Each record is to be given again precisely as written.
(ENTRIES SUPPLIED Opens)
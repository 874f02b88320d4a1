//! In-process broker for development and tests.

use std::collections::{HashMap, VecDeque};
use std::time::{Duration, Instant};

use async_trait::async_trait;
use tokio::sync::{Mutex, Notify};
use tracing::{debug, warn};

use crate::broker::JobBroker;
use crate::error::{QueueError, QueueResult};
use crate::job::{Delivery, QueueJob};
use crate::queue::stall_limit_reached;

#[derive(Debug, Clone)]
struct Message {
    id: String,
    job: QueueJob,
    attempt: u32,
}

#[derive(Debug)]
struct Held {
    message: Message,
    consumer: String,
    locked_at: Instant,
    times_delivered: usize,
}

/// A job that exhausted its attempts.
#[derive(Debug, Clone)]
pub struct DeadLetter {
    pub job: QueueJob,
    pub attempt: u32,
    pub error: String,
}

#[derive(Debug, Default)]
struct State {
    next_id: u64,
    ready: VecDeque<Message>,
    pending: HashMap<String, Held>,
    delayed: Vec<(Instant, Message)>,
    dead: Vec<DeadLetter>,
}

impl State {
    fn next_id(&mut self) -> String {
        self.next_id += 1;
        format!("{}-0", self.next_id)
    }

    fn release(&mut self, message_id: &str) -> QueueResult<Message> {
        self.pending
            .remove(message_id)
            .map(|held| held.message)
            .ok_or_else(|| QueueError::LockLost(message_id.to_string()))
    }
}

/// [`JobBroker`] held entirely in memory, with the same lock, retry and DLQ rules as Redis.
pub struct MemoryQueue {
    state: Mutex<State>,
    notify: Notify,
    max_attempts: u32,
    lock_duration: Duration,
}

impl Default for MemoryQueue {
    fn default() -> Self {
        Self::new(3, Duration::from_secs(600))
    }
}

impl MemoryQueue {
    pub fn new(max_attempts: u32, lock_duration: Duration) -> Self {
        Self {
            state: Mutex::new(State::default()),
            notify: Notify::new(),
            max_attempts: max_attempts.max(1),
            lock_duration,
        }
    }

    /// Jobs moved to the dead-letter queue so far.
    pub async fn dead_letters(&self) -> Vec<DeadLetter> {
        self.state.lock().await.dead.clone()
    }

    /// Jobs currently held by a consumer.
    pub async fn pending_len(&self) -> usize {
        self.state.lock().await.pending.len()
    }

    /// Retries waiting for their due time.
    pub async fn delayed_len(&self) -> usize {
        self.state.lock().await.delayed.len()
    }

    async fn take_ready(&self, consumer: &str, count: usize) -> Vec<Delivery> {
        let mut state = self.state.lock().await;
        let mut deliveries = Vec::new();

        while deliveries.len() < count {
            let Some(message) = state.ready.pop_front() else {
                break;
            };
            deliveries.push(Delivery {
                message_id: message.id.clone(),
                job: message.job.clone(),
                attempt: message.attempt,
            });
            state.pending.insert(
                message.id.clone(),
                Held {
                    message,
                    consumer: consumer.to_string(),
                    locked_at: Instant::now(),
                    times_delivered: 1,
                },
            );
        }

        deliveries
    }
}

#[async_trait]
impl JobBroker for MemoryQueue {
    async fn enqueue(&self, job: &QueueJob) -> QueueResult<String> {
        let mut state = self.state.lock().await;
        let id = state.next_id();
        state.ready.push_back(Message {
            id: id.clone(),
            job: job.clone(),
            attempt: 1,
        });
        drop(state);

        self.notify.notify_one();
        debug!("Enqueued job {} in memory as {}", job.job_id(), id);
        Ok(id)
    }

    async fn consume(&self, consumer: &str, block: Duration, count: usize) -> QueueResult<Vec<Delivery>> {
        let deliveries = self.take_ready(consumer, count).await;
        if !deliveries.is_empty() {
            return Ok(deliveries);
        }

        let _ = tokio::time::timeout(block, self.notify.notified()).await;
        Ok(self.take_ready(consumer, count).await)
    }

    async fn claim_stalled(&self, consumer: &str, count: usize) -> QueueResult<Vec<Delivery>> {
        let mut state = self.state.lock().await;
        let mut claimed = Vec::new();
        let mut exhausted = Vec::new();

        for held in state.pending.values_mut() {
            if claimed.len() >= count {
                break;
            }
            if held.locked_at.elapsed() < self.lock_duration {
                continue;
            }
            if stall_limit_reached(held.times_delivered, self.max_attempts) {
                exhausted.push(held.message.id.clone());
                continue;
            }

            warn!(
                "Claiming stalled job {} from {}",
                held.message.job.job_id(),
                held.consumer
            );
            held.consumer = consumer.to_string();
            held.locked_at = Instant::now();
            held.times_delivered += 1;
            claimed.push(Delivery {
                message_id: held.message.id.clone(),
                job: held.message.job.clone(),
                attempt: held.message.attempt,
            });
        }

        for message_id in exhausted {
            let message = state.release(&message_id)?;
            warn!("Dead-lettering job {} after repeated stalls", message.job.job_id());
            state.dead.push(DeadLetter {
                job: message.job,
                attempt: message.attempt,
                error: format!(
                    "job stalled {} times without its worker reporting an outcome",
                    self.max_attempts
                ),
            });
        }

        Ok(claimed)
    }

    async fn renew(&self, consumer: &str, message_id: &str) -> QueueResult<()> {
        let mut state = self.state.lock().await;
        let held = state
            .pending
            .get_mut(message_id)
            .filter(|held| held.consumer == consumer)
            .ok_or_else(|| QueueError::LockLost(message_id.to_string()))?;

        held.locked_at = Instant::now();
        Ok(())
    }

    async fn ack(&self, message_id: &str) -> QueueResult<()> {
        let mut state = self.state.lock().await;
        // Acking an unknown id is a no-op, as with XACK
        state.pending.remove(message_id);
        Ok(())
    }

    async fn schedule_retry(&self, delivery: &Delivery, delay: Duration) -> QueueResult<()> {
        let mut state = self.state.lock().await;
        let mut message = state.release(&delivery.message_id)?;

        message.id = state.next_id();
        message.attempt = delivery.attempt + 1;
        state.delayed.push((Instant::now() + delay, message));
        Ok(())
    }

    async fn promote_due(&self) -> QueueResult<usize> {
        let mut state = self.state.lock().await;
        let now = Instant::now();

        let (due, waiting): (Vec<_>, Vec<_>) =
            std::mem::take(&mut state.delayed).into_iter().partition(|(at, _)| *at <= now);
        state.delayed = waiting;

        let promoted = due.len();
        state.ready.extend(due.into_iter().map(|(_, message)| message));
        drop(state);

        for _ in 0..promoted {
            self.notify.notify_one();
        }
        Ok(promoted)
    }

    async fn dead_letter(&self, delivery: &Delivery, error: &str) -> QueueResult<()> {
        let mut state = self.state.lock().await;
        let message = state.release(&delivery.message_id)?;

        state.dead.push(DeadLetter {
            job: message.job,
            attempt: delivery.attempt,
            error: error.to_string(),
        });
        Ok(())
    }

    async fn len(&self) -> QueueResult<u64> {
        let state = self.state.lock().await;
        Ok((state.ready.len() + state.pending.len()) as u64)
    }

    async fn ping(&self) -> QueueResult<()> {
        Ok(())
    }

    fn max_attempts(&self) -> u32 {
        self.max_attempts
    }

    fn lock_duration(&self) -> Duration {
        self.lock_duration
    }
}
(ENTRIES SUPPLIED Closes)
PROBLEM SOLUTION.
repository 874f02b88320d4a1
//! In-process broker for development and tests.

use std::collections::{HashMap, VecDeque};
use std::time::{Duration, Instant};

use async_trait::async_trait;
use tokio::sync::{Mutex, Notify};
use tracing::{debug, warn};

use crate::broker::JobBroker;
use crate::error::{QueueError, QueueResult};
use crate::job::{Delivery, QueueJob};
use crate::queue::stall_limit_reached;

#[derive(Debug, Clone)]
struct Message {
    id: String,
    job: QueueJob,
    attempt: u32,
}

#[derive(Debug)]
struct Held {
    message: Message,
    consumer: String,
    locked_at: Instant,
    times_delivered: usize,
}

/// A job that exhausted its attempts.
#[derive(Debug, Clone)]
pub struct DeadLetter {
    pub job: QueueJob,
    pub attempt: u32,
    pub error: String,
}

#[derive(Debug, Default)]
struct State {
    next_id: u64,
    ready: VecDeque<Message>,
    pending: HashMap<String, Held>,
    delayed: Vec<(Instant, Message)>,
    dead: Vec<DeadLetter>,
}

impl State {
    fn next_id(&mut self) -> String {
        self.next_id += 1;
        format!("{}-0", self.next_id)
    }

    fn release(&mut self, message_id: &str) -> QueueResult<Message> {
        self.pending
            .remove(message_id)
            .map(|held| held.message)
            .ok_or_else(|| QueueError::LockLost(message_id.to_string()))
    }
}

/// [`JobBroker`] held entirely in memory, with the same lock, retry and DLQ rules as Redis.
pub struct MemoryQueue {
    state: Mutex<State>,
    notify: Notify,
    max_attempts: u32,
    lock_duration: Duration,
}

impl Default for MemoryQueue {
    fn default() -> Self {
        Self::new(3, Duration::from_secs(600))
    }
}

impl MemoryQueue {
    pub fn new(max_attempts: u32, lock_duration: Duration) -> Self {
        Self {
            state: Mutex::new(State::default()),
            notify: Notify::new(),
            max_attempts: max_attempts.max(1),
            lock_duration,
        }
    }

    /// Jobs moved to the dead-letter queue so far.
    pub async fn dead_letters(&self) -> Vec<DeadLetter> {
        self.state.lock().await.dead.clone()
    }

    /// Jobs currently held by a consumer.
    pub async fn pending_len(&self) -> usize {
        self.state.lock().await.pending.len()
    }

    /// Retries waiting for their due time.
    pub async fn delayed_len(&self) -> usize {
        self.state.lock().await.delayed.len()
    }

    async fn take_ready(&self, consumer: &str, count: usize) -> Vec<Delivery> {
        let mut state = self.state.lock().await;
        let mut deliveries = Vec::new();

        while deliveries.len() < count {
            let Some(message) = state.ready.pop_front() else {
                break;
            };
            deliveries.push(Delivery {
                message_id: message.id.clone(),
                job: message.job.clone(),
                attempt: message.attempt,
            });
            state.pending.insert(
                message.id.clone(),
                Held {
                    message,
                    consumer: consumer.to_string(),
                    locked_at: Instant::now(),
                    times_delivered: 1,
                },
            );
        }

        deliveries
    }
}

#[async_trait]
impl JobBroker for MemoryQueue {
    async fn enqueue(&self, job: &QueueJob) -> QueueResult<String> {
        let mut state = self.state.lock().await;
        let id = state.next_id();
        state.ready.push_back(Message {
            id: id.clone(),
            job: job.clone(),
            attempt: 1,
        });
        drop(state);

        self.notify.notify_one();
        debug!("Enqueued job {} in memory as {}", job.job_id(), id);
        Ok(id)
    }

    async fn consume(&self, consumer: &str, block: Duration, count: usize) -> QueueResult<Vec<Delivery>> {
        let deliveries = self.take_ready(consumer, count).await;
        if !deliveries.is_empty() {
            return Ok(deliveries);
        }

        let _ = tokio::time::timeout(block, self.notify.notified()).await;
        Ok(self.take_ready(consumer, count).await)
    }

    async fn claim_stalled(&self, consumer: &str, count: usize) -> QueueResult<Vec<Delivery>> {
        let mut state = self.state.lock().await;
        let mut claimed = Vec::new();
        let mut exhausted = Vec::new();

        for held in state.pending.values_mut() {
            if claimed.len() >= count {
                break;
            }
            if held.locked_at.elapsed() < self.lock_duration {
                continue;
            }
            if stall_limit_reached(held.times_delivered, self.max_attempts) {
                exhausted.push(held.message.id.clone());
                continue;
            }

            warn!(
                "Claiming stalled job {} from {}",
                held.message.job.job_id(),
                held.consumer
            );
            held.consumer = consumer.to_string();
            held.locked_at = Instant::now();
            held.times_delivered += 1;
            claimed.push(Delivery {
                message_id: held.message.id.clone(),
                job: held.message.job.clone(),
                attempt: held.message.attempt,
            });
        }

        for message_id in exhausted {
            let message = state.release(&message_id)?;
            warn!("Dead-lettering job {} after repeated stalls", message.job.job_id());
            state.dead.push(DeadLetter {
                job: message.job,
                attempt: message.attempt,
                error: format!(
                    "job stalled {} times without its worker reporting an outcome",
                    self.max_attempts
                ),
            });
        }

        Ok(claimed)
    }

    async fn renew(&self, consumer: &str, message_id: &str) -> QueueResult<()> {
        let mut state = self.state.lock().await;
        let held = state
            .pending
            .get_mut(message_id)
            .filter(|held| held.consumer == consumer)
            .ok_or_else(|| QueueError::LockLost(message_id.to_string()))?;

        held.locked_at = Instant::now();
        Ok(())
    }

    async fn ack(&self, message_id: &str) -> QueueResult<()> {
        let mut state = self.state.lock().await;
        // Acking an unknown id is a no-op, as with XACK
        state.pending.remove(message_id);
        Ok(())
    }

    async fn schedule_retry(&self, delivery: &Delivery, delay: Duration) -> QueueResult<()> {
        let mut state = self.state.lock().await;
        let mut message = state.release(&delivery.message_id)?;

        message.id = state.next_id();
        message.attempt = delivery.attempt + 1;
        state.delayed.push((Instant::now() + delay, message));
        Ok(())
    }

    async fn promote_due(&self) -> QueueResult<usize> {
        let mut state = self.state.lock().await;
        let now = Instant::now();

        let (due, waiting): (Vec<_>, Vec<_>) =
            std::mem::take(&mut state.delayed).into_iter().partition(|(at, _)| *at <= now);
        state.delayed = waiting;

        let promoted = due.len();
        state.ready.extend(due.into_iter().map(|(_, message)| message));
        drop(state);

        for _ in 0..promoted {
            self.notify.notify_one();
        }
        Ok(promoted)
    }

    async fn dead_letter(&self, delivery: &Delivery, error: &str) -> QueueResult<()> {
        let mut state = self.state.lock().await;
        let message = state.release(&delivery.message_id)?;

        state.dead.push(DeadLetter {
            job: message.job,
            attempt: delivery.attempt,
            error: error.to_string(),
        });
        Ok(())
    }

    async fn len(&self) -> QueueResult<u64> {
        let state = self.state.lock().await;
        Ok((state.ready.len() + state.pending.len()) as u64)
    }

    async fn ping(&self) -> QueueResult<()> {
        Ok(())
    }

    fn max_attempts(&self) -> u32 {
        self.max_attempts
    }

    fn lock_duration(&self) -> Duration {
        self.lock_duration
    }
}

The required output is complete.